Another issue, is that because I'm not deploying, higher chain of command started med chapter paper work on me because were so over strength. JUST in case they found me fit for duty. Anyone broke is getting the boot. So I mean, according to my COC I'm pretty much just done for. I just really hope that at some point I can come back in. For the few of you that remember my fight to get here in the first place, just seems like a really shitty end to the amount of work I've put in. But I'm not giving up. I just might have to seek out other options. Maybe even hunt out a GS job at SOCOM or something. I'll take what I can get, and I WILL not let this stop me.


----------



## Marauder06 (Jan 22, 2011)

Are you in the D.C. area right now?


----------



## RAGE275 (Jan 22, 2011)

Marauder06 said:


> Are you in the D.C. area right now?



Was. Could be again real soon.


----------



## Marauder06 (Jan 22, 2011)

OK let me know if you make it back up here, maybe we can meet up and talk.

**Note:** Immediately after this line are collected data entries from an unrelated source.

//! Handlers for the `/maintenance` resource.
//!
//! Residents open requests; maintenance staff work them through the
//! lifecycle (`open` -> `in_progress` -> `resolved` -> `closed`, with
//! cancellation from the non-terminal states). The reporter is notified
//! whenever the status changes.

use axum::extract::{Path, Query, State};
use axum::http::StatusCode;
use axum::Json;
use serde::Deserialize;
use serde_json::json;
use veranda_core::audit::{
    ACTION_MAINTENANCE_ASSIGN, ACTION_MAINTENANCE_OPEN, ACTION_MAINTENANCE_STATUS,
};
use veranda_core::error::CoreError;
use veranda_core::pagination::{clamp_limit, clamp_offset};
use veranda_core::roles::{ROLE_RESIDENT, STAFF_ROLES};
use veranda_core::types::DbId;
use veranda_db::models::maintenance::{
    is_valid_status_transition, CreateMaintenanceRequest, MaintenanceRequest,
};
use veranda_db::repositories::{MaintenanceRepo, RoleRepo, UserRepo};

use crate::audit;
use crate::error::{AppError, AppResult};
use crate::middleware::auth::AuthUser;
use crate::middleware::rbac::{RequireAuth, RequireMaintenanceStaff};
use crate::response::ApiResponse;
use crate::state::AppState;

#[derive(Debug, Deserialize)]
pub struct MaintenanceListParams {
    pub project_id: Option<DbId>,
    pub status: Option<String>,
    pub assigned_to: Option<DbId>,
    pub limit: Option<i64>,
    pub offset: Option<i64>,
}

#[derive(Debug, Deserialize)]
pub struct AssignRequest {
    pub assigned_to: DbId,
}

#[derive(Debug, Deserialize)]
pub struct SetStatusRequest {
    pub status: String,
}

/// POST /api/v1/maintenance
///
/// Open a maintenance request. Any authenticated user in the project may
/// report a problem. 201 Created.
pub async fn create(
    State(state): State<AppState>,
    RequireAuth(user): RequireAuth,
    Json(input): Json<CreateMaintenanceRequest>,
) -> AppResult<(StatusCode, Json<ApiResponse<MaintenanceRequest>>)> {
    let project_id = user.project_scope(None)?;

    if input.title.trim().is_empty() || input.description.trim().is_empty() {
        return Err(AppError::Core(CoreError::Validation(
            "Title and description are required".into(),
        )));
    }
    if let Some(unit_id) = input.unit_id {
        let unit = crate::handlers::units::find_scoped_unit(&state, &user, unit_id).await?;
        if unit.project_id != project_id {
            return Err(AppError::Core(CoreError::Validation(
                "Unit belongs to another project".into(),
            )));
        }
    }

    let request = MaintenanceRepo::create(&state.pool, project_id, user.user_id, &input).await?;
    audit::record(
        &state.pool,
        &user,
        ACTION_MAINTENANCE_OPEN,
        "maintenance_request",
        Some(request.id),
        Some(json!({ "category": request.category })),
    )
    .await;
    Ok((StatusCode::CREATED, Json(ApiResponse::new(request))))
}

/// GET /api/v1/maintenance
///
/// Residents see the requests they reported; staff see the project queue
/// with optional `status` and `assigned_to` filters.
pub async fn list(
    State(state): State<AppState>,
    RequireAuth(user): RequireAuth,
    Query(params): Query<MaintenanceListParams>,
) -> AppResult<Json<ApiResponse<Vec<MaintenanceRequest>>>> {
    if user.role == ROLE_RESIDENT {
        let requests = MaintenanceRepo::list_by_reporter(&state.pool, user.user_id).await?;
        return Ok(Json(ApiResponse::new(requests)));
    }

    let project_id = user.project_scope(params.project_id)?;
    let requests = MaintenanceRepo::list_by_project(
        &state.pool,
        project_id,
        params.status.as_deref(),
        params.assigned_to,
        clamp_limit(params.limit),
        clamp_offset(params.offset),
    )
    .await?;
    Ok(Json(ApiResponse::new(requests)))
}

/// GET /api/v1/maintenance/{id}
pub async fn get_by_id(
    State(state): State<AppState>,
    RequireAuth(user): RequireAuth,
    Path(id): Path<DbId>,
) -> AppResult<Json<ApiResponse<MaintenanceRequest>>> {
    let request = find_scoped_request(&state, &user, id).await?;
    Ok(Json(ApiResponse::new(request)))
}

/// POST /api/v1/maintenance/{id}/assign
///
/// Hand the request to a staff member in the same project.
pub async fn assign(
    State(state): State<AppState>,
    RequireMaintenanceStaff(guard): RequireMaintenanceStaff,
    Path(id): Path<DbId>,
    Json(input): Json<AssignRequest>,
) -> AppResult<Json<ApiResponse<MaintenanceRequest>>> {
    let existing = find_scoped_request(&state, &guard, id).await?;

    let assignee = UserRepo::find_by_id(&state.pool, input.assigned_to)
        .await?
        .ok_or(AppError::Core(CoreError::NotFound {
            entity: "User",
            id: input.assigned_to,
        }))?;
    if assignee.project_id != Some(existing.project_id) {
        return Err(AppError::Core(CoreError::Validation(
            "Assignee belongs to another project".into(),
        )));
    }
    let role = RoleRepo::resolve_name(&state.pool, assignee.role_id).await?;
    if !STAFF_ROLES.contains(&role.as_str()) {
        return Err(AppError::Core(CoreError::Validation(
            "Assignee is not a staff member".into(),
        )));
    }

    let request = MaintenanceRepo::assign(&state.pool, id, input.assigned_to)
        .await?
        .ok_or(AppError::Core(CoreError::NotFound {
            entity: "Maintenance request",
            id,
        }))?;

    audit::record(
        &state.pool,
        &guard,
        ACTION_MAINTENANCE_ASSIGN,
        "maintenance_request",
        Some(id),
        Some(json!({ "assigned_to": input.assigned_to })),
    )
    .await;
    Ok(Json(ApiResponse::new(request)))
}

/// POST /api/v1/maintenance/{id}/status
///
/// Advance the request through the lifecycle. Invalid transitions are
/// rejected with 409.
pub async fn set_status(
    State(state): State<AppState>,
    RequireMaintenanceStaff(guard): RequireMaintenanceStaff,
    Path(id): Path<DbId>,
    Json(input): Json<SetStatusRequest>,
) -> AppResult<Json<ApiResponse<MaintenanceRequest>>> {
    let existing = find_scoped_request(&state, &guard, id).await?;

    if !is_valid_status_transition(&existing.status, &input.status) {
        return Err(AppError::Core(CoreError::Conflict(format!(
            "Cannot move request from '{}' to '{}'",
            existing.status, input.status
        ))));
    }

    let request = MaintenanceRepo::set_status(&state.pool, id, &existing.status, &input.status)
        .await?
        .ok_or_else(|| {
            AppError::Core(CoreError::Conflict(
                "Request status changed; reload and retry".into(),
            ))
        })?;

    audit::record(
        &state.pool,
        &guard,
        ACTION_MAINTENANCE_STATUS,
        "maintenance_request",
        Some(id),
        Some(json!({ "from": existing.status, "to": request.status })),
    )
    .await;

    if let Some(reporter) = UserRepo::find_by_id(&state.pool, request.reported_by).await? {
        let body = format!(
            "Your request \"{}\" is now {}.",
            request.title, request.status
        );
        if let Err(err) = state
            .notifier
            .notify_user(
                reporter.id,
                Some(&reporter.email),
                "maintenance",
                "Maintenance request updated",
                &body,
            )
            .await
        {
            tracing::error!(error = %err, "Maintenance notification failed");
        }
    }

    Ok(Json(ApiResponse::new(request)))
}

/// Fetch a request and verify scope. Residents may only see their own.
async fn find_scoped_request(
    state: &AppState,
    user: &AuthUser,
    id: DbId,
) -> AppResult<MaintenanceRequest> {
    let request = MaintenanceRepo::find_by_id(&state.pool, id).await?.ok_or(
        AppError::Core(CoreError::NotFound {
            entity: "Maintenance request",
            id,
        }),
    )?;
    user.check_project(request.project_id)?;

    if user.role == ROLE_RESIDENT && request.reported_by != user.user_id {
        return Err(AppError::Core(CoreError::Forbidden(
            "Request was reported by another user".into(),
        )));
    }
    Ok(request)
}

I would say "we could meet up with Boon" but since I'm not convinced he actually exists...


----------



## x SF med (Jan 22, 2011)

Marauder06 said:


> OK let me know if you make it back up here, maybe we can meet up and talk.
> 
> I would say "we could meet up with Boon" but since I'm not convinced he actually exists...



Boon is a fig-newton in our imaginations....


----------



## RAGE275 (Jan 22, 2011)

I enjoy fig-newtons.


----------



## Polar Bear (Jan 22, 2011)

HOMO


----------



## LibraryLady (Jan 23, 2011)

RAGE275 said:


> ... Fighting off the MED Board docs at this point...
> ... SFAS round 2 here again soon...
> ... I'm really tired of the Army and all it's medical assholeness.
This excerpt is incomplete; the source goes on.